= ACTIVITY =
Count how many lines in the data hold the word "upsyncd", and give that number alone.

= RECORDS PROVIDED =
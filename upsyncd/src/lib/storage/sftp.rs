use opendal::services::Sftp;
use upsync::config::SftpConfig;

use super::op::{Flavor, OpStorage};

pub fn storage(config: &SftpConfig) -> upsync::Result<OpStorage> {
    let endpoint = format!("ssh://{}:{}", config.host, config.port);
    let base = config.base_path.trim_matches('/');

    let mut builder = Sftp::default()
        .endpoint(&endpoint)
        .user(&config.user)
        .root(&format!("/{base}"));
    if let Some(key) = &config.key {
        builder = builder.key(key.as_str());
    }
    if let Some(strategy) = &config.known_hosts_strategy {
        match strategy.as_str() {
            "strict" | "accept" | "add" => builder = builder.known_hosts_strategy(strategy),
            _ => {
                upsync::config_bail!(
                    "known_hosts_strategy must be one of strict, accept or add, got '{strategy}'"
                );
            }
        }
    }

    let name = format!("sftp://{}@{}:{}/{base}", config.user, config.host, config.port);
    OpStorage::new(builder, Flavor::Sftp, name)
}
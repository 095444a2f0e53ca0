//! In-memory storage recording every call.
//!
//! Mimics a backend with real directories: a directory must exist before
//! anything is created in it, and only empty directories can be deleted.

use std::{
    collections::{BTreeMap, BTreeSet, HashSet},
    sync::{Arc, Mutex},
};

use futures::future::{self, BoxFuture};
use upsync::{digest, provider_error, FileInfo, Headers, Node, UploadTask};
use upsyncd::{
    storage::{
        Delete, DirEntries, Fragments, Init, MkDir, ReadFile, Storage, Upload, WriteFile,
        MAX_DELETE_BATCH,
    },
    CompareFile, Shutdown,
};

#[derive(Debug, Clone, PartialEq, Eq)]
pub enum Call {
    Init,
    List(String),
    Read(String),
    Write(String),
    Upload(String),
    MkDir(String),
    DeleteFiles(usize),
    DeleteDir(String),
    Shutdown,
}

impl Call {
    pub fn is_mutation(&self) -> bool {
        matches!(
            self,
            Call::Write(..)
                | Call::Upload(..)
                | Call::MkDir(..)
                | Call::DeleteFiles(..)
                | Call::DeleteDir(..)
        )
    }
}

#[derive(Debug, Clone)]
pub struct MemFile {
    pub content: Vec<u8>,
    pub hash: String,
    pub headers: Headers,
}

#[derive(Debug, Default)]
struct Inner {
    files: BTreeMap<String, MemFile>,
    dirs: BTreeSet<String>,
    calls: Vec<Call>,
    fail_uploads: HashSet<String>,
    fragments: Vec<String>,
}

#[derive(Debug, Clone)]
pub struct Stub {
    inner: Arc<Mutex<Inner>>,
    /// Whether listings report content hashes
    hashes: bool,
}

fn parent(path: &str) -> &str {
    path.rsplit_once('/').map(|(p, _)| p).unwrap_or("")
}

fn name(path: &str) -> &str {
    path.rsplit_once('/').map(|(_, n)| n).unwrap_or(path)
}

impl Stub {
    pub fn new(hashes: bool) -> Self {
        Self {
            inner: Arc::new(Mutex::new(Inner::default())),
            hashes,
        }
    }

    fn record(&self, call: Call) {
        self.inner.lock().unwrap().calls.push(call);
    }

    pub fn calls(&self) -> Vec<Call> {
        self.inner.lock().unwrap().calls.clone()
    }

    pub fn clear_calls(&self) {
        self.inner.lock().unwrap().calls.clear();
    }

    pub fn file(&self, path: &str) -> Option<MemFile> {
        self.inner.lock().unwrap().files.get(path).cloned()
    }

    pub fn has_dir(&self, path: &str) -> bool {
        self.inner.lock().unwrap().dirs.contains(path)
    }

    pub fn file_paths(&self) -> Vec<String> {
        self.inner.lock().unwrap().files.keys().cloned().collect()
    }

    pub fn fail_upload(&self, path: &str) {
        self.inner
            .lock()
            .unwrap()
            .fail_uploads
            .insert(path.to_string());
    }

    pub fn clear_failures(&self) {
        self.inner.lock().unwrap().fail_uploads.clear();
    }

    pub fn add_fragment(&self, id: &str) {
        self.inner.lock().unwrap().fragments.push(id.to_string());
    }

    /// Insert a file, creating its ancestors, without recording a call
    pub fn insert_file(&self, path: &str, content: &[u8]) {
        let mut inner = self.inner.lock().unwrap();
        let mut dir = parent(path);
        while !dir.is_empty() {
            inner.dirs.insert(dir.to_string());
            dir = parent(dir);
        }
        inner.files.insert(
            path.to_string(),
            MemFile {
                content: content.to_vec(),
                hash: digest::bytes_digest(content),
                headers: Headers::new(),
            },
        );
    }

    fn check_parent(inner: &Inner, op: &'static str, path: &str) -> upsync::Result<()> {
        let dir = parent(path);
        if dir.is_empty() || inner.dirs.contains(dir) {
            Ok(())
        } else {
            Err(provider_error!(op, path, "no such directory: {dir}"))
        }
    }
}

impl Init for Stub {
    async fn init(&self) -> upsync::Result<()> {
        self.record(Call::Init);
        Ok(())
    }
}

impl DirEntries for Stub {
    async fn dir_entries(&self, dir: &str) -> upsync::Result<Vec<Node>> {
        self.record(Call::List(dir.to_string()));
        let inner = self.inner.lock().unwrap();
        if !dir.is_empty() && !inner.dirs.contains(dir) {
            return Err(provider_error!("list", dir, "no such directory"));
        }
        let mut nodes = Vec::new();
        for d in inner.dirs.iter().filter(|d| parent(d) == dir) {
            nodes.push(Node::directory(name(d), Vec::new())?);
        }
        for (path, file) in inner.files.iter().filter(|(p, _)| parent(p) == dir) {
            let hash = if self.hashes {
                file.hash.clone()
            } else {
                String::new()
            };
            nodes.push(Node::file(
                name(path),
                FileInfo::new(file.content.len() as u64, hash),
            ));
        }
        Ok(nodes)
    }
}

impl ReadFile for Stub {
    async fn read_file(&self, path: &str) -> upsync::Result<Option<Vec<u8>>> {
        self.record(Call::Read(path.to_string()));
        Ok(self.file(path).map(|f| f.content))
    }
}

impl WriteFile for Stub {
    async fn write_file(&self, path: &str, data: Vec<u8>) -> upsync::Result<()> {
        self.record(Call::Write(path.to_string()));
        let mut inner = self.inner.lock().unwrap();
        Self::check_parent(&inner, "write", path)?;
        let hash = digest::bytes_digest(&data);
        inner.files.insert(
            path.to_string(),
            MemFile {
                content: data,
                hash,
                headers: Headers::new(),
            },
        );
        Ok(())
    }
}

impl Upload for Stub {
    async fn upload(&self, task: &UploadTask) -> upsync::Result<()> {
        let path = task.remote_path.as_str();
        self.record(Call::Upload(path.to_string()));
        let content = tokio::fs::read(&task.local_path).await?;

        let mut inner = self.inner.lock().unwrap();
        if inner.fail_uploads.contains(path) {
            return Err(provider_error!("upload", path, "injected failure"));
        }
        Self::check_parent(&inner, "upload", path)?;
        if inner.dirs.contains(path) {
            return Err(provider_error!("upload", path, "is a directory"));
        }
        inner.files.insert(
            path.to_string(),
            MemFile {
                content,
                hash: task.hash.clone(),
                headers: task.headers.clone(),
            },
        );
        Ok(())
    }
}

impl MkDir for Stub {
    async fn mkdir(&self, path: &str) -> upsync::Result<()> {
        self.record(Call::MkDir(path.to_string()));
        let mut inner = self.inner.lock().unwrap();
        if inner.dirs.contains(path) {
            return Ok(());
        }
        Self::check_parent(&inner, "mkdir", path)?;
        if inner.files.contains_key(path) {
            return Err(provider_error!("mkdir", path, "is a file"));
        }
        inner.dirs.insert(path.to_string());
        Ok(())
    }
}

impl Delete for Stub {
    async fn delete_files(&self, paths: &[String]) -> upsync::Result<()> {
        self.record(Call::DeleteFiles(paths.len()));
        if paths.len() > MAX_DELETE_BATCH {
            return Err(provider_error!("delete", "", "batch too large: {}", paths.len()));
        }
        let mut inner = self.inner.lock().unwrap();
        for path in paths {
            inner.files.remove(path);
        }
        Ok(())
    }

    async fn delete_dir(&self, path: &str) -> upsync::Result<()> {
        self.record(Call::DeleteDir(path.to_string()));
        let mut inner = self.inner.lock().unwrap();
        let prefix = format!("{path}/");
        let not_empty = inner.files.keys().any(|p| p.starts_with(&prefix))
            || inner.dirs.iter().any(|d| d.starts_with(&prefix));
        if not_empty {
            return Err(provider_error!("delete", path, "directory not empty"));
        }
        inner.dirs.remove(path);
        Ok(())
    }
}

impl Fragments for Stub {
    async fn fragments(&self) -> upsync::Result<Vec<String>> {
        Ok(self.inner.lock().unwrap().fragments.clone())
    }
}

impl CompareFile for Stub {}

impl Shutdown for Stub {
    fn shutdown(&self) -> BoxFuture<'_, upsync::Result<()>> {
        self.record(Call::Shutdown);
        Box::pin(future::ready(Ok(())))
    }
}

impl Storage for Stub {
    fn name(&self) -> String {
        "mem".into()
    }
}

= RESULT BELOW =
2